→ **EXERCISE MATERIAL**
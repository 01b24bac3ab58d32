//! Report repository.

use sea_orm::{ActiveModelTrait, ConnectionTrait, EntityTrait, Set};

use super::entities::report::{ActiveModel, Entity as ReportEntity};
use common::{AppError, AppResult};
use domain::Report;

pub struct ReportRepository<'c, C> {
    conn: &'c C,
}

impl<'c, C: ConnectionTrait> ReportRepository<'c, C> {
    pub fn new(conn: &'c C) -> Self {
        Self { conn }
    }

    /// Insert a report owned by `developer_id`.
    ///
    /// The developer row must already be visible on this connection.
    pub async fn insert(&self, developer_id: i32) -> AppResult<Report> {
        let active_model = ActiveModel {
            developer_id: Set(developer_id),
            ..Default::default()
        };

        let model = active_model
            .insert(self.conn)
            .await
            .map_err(|e| AppError::from_db("insert report", e))?;

        Ok(Report::from(model))
    }

    pub async fn find_by_id(&self, id: i32) -> AppResult<Option<Report>> {
        let result = ReportEntity::find_by_id(id)
            .one(self.conn)
            .await
            .map_err(|e| AppError::from_db("select report", e))?;

        Ok(result.map(Report::from))
    }
}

→ **EXERCISE DESCRIPTION**
Beginning at the line containing "let active_model = ActiveModel", repeat each line exactly through the last line of the entries, and include no other lines.

→ **YOUR SOLUTION**
        let active_model = ActiveModel {
            developer_id: Set(developer_id),
            ..Default::default()
        };

        let model = active_model
            .insert(self.conn)
            .await
            .map_err(|e| AppError::from_db("insert report", e))?;

        Ok(Report::from(model))
    }

    pub async fn find_by_id(&self, id: i32) -> AppResult<Option<Report>> {
        let result = ReportEntity::find_by_id(id)
            .one(self.conn)
            .await
            .map_err(|e| AppError::from_db("select report", e))?;

        Ok(result.map(Report::from))
    }
}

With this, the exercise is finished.